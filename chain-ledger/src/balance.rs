//! In-memory balance cache
//!
//! Derived state only: the cache is rebuilt from scratch by replaying the
//! chain and is never persisted or trusted across restarts.

use crate::error::BalanceError;
use crate::types::{Transaction, Username};
use rust_decimal::Decimal;
use std::collections::HashMap;

/// `username -> balance`, all balances non-negative
#[derive(Debug, Clone, Default, PartialEq, Eq)]
pub struct BalanceCache {
    balances: HashMap<Username, Decimal>,
}

impl BalanceCache {
    /// Create empty cache
    pub fn new() -> Self {
        Self::default()
    }

    /// Check that `from` can be debited `amount` without mutating anything
    pub fn check_debit(&self, from: &Username, amount: Decimal) -> Result<(), BalanceError> {
        match self.balances.get(from) {
            None => Err(BalanceError::UnknownSender(from.to_string())),
            Some(available) if *available < amount => Err(BalanceError::InsufficientBalance {
                username: from.to_string(),
                needed: amount,
                available: *available,
            }),
            Some(_) => Ok(()),
        }
    }

    /// Check that `to` can be credited `amount` without mutating anything
    pub fn check_credit(&self, to: &Username, amount: Decimal) -> Result<Decimal, BalanceError> {
        self.balance(to)
            .checked_add(amount)
            .ok_or_else(|| BalanceError::Overflow(to.to_string()))
    }

    /// Move `amount` from `from` (or mint when `None`) to `to`.
    ///
    /// On error nothing is debited or credited.
    pub fn apply(
        &mut self,
        from: Option<&Username>,
        to: &Username,
        amount: Decimal,
    ) -> Result<(), BalanceError> {
        if let Some(from) = from {
            self.check_debit(from, amount)?;
            // A self-transfer nets to zero
            if from == to {
                return Ok(());
            }
        }
        let credited = self.check_credit(to, amount)?;

        if let Some(from) = from {
            if let Some(balance) = self.balances.get_mut(from) {
                *balance -= amount;
            }
        }
        self.balances.insert(to.clone(), credited);
        Ok(())
    }

    /// Apply a recorded transaction
    pub fn apply_transaction(&mut self, tx: &Transaction) -> Result<(), BalanceError> {
        self.apply(tx.from_user.as_ref(), &tx.to_user, tx.amount)
    }

    /// Balance of `username`, zero when unknown
    pub fn balance(&self, username: &Username) -> Decimal {
        self.balances.get(username).copied().unwrap_or(Decimal::ZERO)
    }

    /// All balances, largest first (ties by name)
    pub fn sorted(&self) -> Vec<(Username, Decimal)> {
        let mut all: Vec<(Username, Decimal)> = self
            .balances
            .iter()
            .map(|(user, balance)| (user.clone(), *balance))
            .collect();
        all.sort_by(|a, b| b.1.cmp(&a.1).then_with(|| a.0.cmp(&b.0)));
        all
    }

    /// Sum of all balances
    pub fn total(&self) -> Result<Decimal, BalanceError> {
        self.balances
            .values()
            .try_fold(Decimal::ZERO, |sum, balance| sum.checked_add(*balance))
            .ok_or_else(|| BalanceError::Overflow("total supply".to_string()))
    }

    /// Number of accounts
    pub fn len(&self) -> usize {
        self.balances.len()
    }

    /// True when no account holds an entry
    pub fn is_empty(&self) -> bool {
        self.balances.is_empty()
    }

    /// Drop every entry
    pub fn clear(&mut self) {
        self.balances.clear();
    }
}
//! Chain Ledger
//!
//! Append-only, hash-chained accounting ledger with proof-of-work blocks,
//! Merkle roots over transactions and full-replay verification at startup.
//!
//! # Architecture
//!
//! - **Hash Chain**: Every block commits to its predecessor and its transactions
//! - **Single Writer**: One actor task owns every balance mutation
//! - **Merkle Tree**: Cryptographic proofs of inclusion
//! - **Replay**: Balances are derived state, rebuilt from the chain on open
//!
//! # Invariants
//!
//! - Money conservation: Σ(balances) == Σ(mints) for all time
//! - No overdraft: a sender's balance never drops below zero
//! - Deterministic replay: Same blocks → same balances
//! - Append-only: Blocks never modified or deleted

#![forbid(unsafe_code)]
#![warn(
    missing_docs,
    rust_2018_idioms,
    missing_debug_implementations,
    clippy::all
)]

pub mod actor;
pub mod balance;
pub mod config;
pub mod crypto;
pub mod error;
pub mod ledger;
pub mod merkle;
pub mod metrics;
pub mod miner;
pub mod storage;
pub mod types;
pub mod verifier;

// Re-exports
pub use actor::{ChainSummary, TransferRequest};
pub use balance::BalanceCache;
pub use config::Config;
pub use crypto::{compute_hash, meets_difficulty, ZERO_HASH};
pub use error::{BalanceError, Error, Result};
pub use ledger::Ledger;
pub use merkle::{compute_merkle_root, MerkleProof, MerkleTree};
pub use metrics::Metrics;
pub use storage::Storage;
pub use types::{Block, BlockHeader, Order, Page, Transaction, User, Username};
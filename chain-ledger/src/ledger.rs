//! Main ledger orchestration layer
//!
//! This module ties together storage, the balance cache and the actor
//! into a high-level API for recording transfers and mining blocks.
//!
//! # Example
//!
//! ```no_run
//! use chain_ledger::{Config, Ledger};
//! use rust_decimal::Decimal;
//!
//! #[tokio::main]
//! async fn main() -> chain_ledger::Result<()> {
//!     let config = Config::default();
//!     let ledger = Ledger::open(config).await?;
//!
//!     ledger.record_gain("alice", Decimal::from(100), Some("win")).await?;
//!     ledger.record_deposit("alice", Decimal::from(50), Some("bet")).await?;
//!     ledger.mine_block("admin", None).await?;
//!
//!     ledger.shutdown().await
//! }
//! ```

use crate::{
    actor::{prepare_transaction, spawn_ledger_actor, ChainSummary, LedgerHandle, TransferRequest},
    balance::BalanceCache,
    merkle::{MerkleProof, MerkleTree},
    metrics::Metrics,
    storage::StorageStats,
    types::{Block, Page, Transaction, Username},
    BalanceError, Config, Error, Result, Storage,
};
use chrono::{DateTime, NaiveDateTime, SecondsFormat, Utc};
use parking_lot::RwLock;
use rust_decimal::Decimal;
use serde::{Deserialize, Serialize};
use std::io::Read;
use std::sync::Arc;
use tokio::task::JoinHandle;

/// Header row of the transaction CSV format
pub const CSV_HEADER: [&str; 5] = ["from_user", "to_user", "amount", "description", "timestamp"];

/// One row of the transaction CSV format
#[derive(Debug, Clone, Default, Serialize, Deserialize)]
struct CsvRow {
    from_user: String,
    to_user: String,
    amount: String,
    description: String,
    timestamp: String,
}

/// Main ledger interface
#[derive(Debug)]
pub struct Ledger {
    /// Actor handle for mutations
    handle: LedgerHandle,

    /// Actor task, awaited on shutdown
    actor: JoinHandle<()>,

    /// Direct storage access (for reads)
    storage: Arc<Storage>,

    /// Balances maintained by the actor
    balances: Arc<RwLock<BalanceCache>>,

    /// Metrics
    metrics: Metrics,

    /// Configuration
    config: Config,
}
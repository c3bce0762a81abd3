//! JSON Schema validation with verbatim violation reporting.
//!
//! Every violation string carries the instance path and the validator's own
//! message exactly; repair prompts embed these strings without paraphrasing.

use jsonschema::Validator;
use serde_json::Value;

use crate::error::PipelineError;

/// Outcome of validating a payload against a schema or a set of domain rules.
#[derive(Debug, Clone, PartialEq)]
pub struct ValidationVerdict {
    pub is_valid: bool,
    /// Human-readable violations, verbatim from the validator.
    pub violations: Vec<String>,
}

impl ValidationVerdict {
    pub fn valid() -> Self {
        ValidationVerdict {
            is_valid: true,
            violations: Vec::new(),
        }
    }

    pub fn invalid(violations: Vec<String>) -> Self {
        ValidationVerdict {
            is_valid: violations.is_empty(),
            violations,
        }
    }

    /// Combine two verdicts; the result is valid only when both are.
    pub fn merge(mut self, other: ValidationVerdict) -> Self {
        self.is_valid = self.is_valid && other.is_valid;
        self.violations.extend(other.violations);
        self
    }
}

/// A compiled JSON Schema paired with its source document.
pub struct SchemaValidator {
    schema: Value,
    validator: Validator,
}

impl SchemaValidator {
    /// Compile `schema`. Fails on malformed schemas, which is a programming
    /// error in the caller rather than a generation failure.
    pub fn new(schema: Value) -> Result<Self, PipelineError> {
        let validator = jsonschema::validator_for(&schema)
            .map_err(|e| PipelineError::Schema(e.to_string()))?;
        Ok(SchemaValidator { schema, validator })
    }

    /// The schema document this validator was compiled from.
    pub fn schema(&self) -> &Value {
        &self.schema
    }

    /// Validate `instance`, collecting every violation rather than stopping
    /// at the first.
    pub fn verdict(&self, instance: &Value) -> ValidationVerdict {
        let violations: Vec<String> = self
            .validator
            .iter_errors(instance)
            .map(|error| {
                let path = error.instance_path.to_string();
                if path.is_empty() {
                    error.to_string()
                } else {
                    format!("{path}: {error}")
                }
            })
            .collect();
        ValidationVerdict {
            is_valid: violations.is_empty(),
            violations,
        }
    }
}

To do >> Show all lines from the data above in which the word "TransferRequest" appears.

Written solution >>
pub use actor::{ChainSummary, TransferRequest};
    actor::{prepare_transaction, spawn_ledger_actor, ChainSummary, LedgerHandle, TransferRequest},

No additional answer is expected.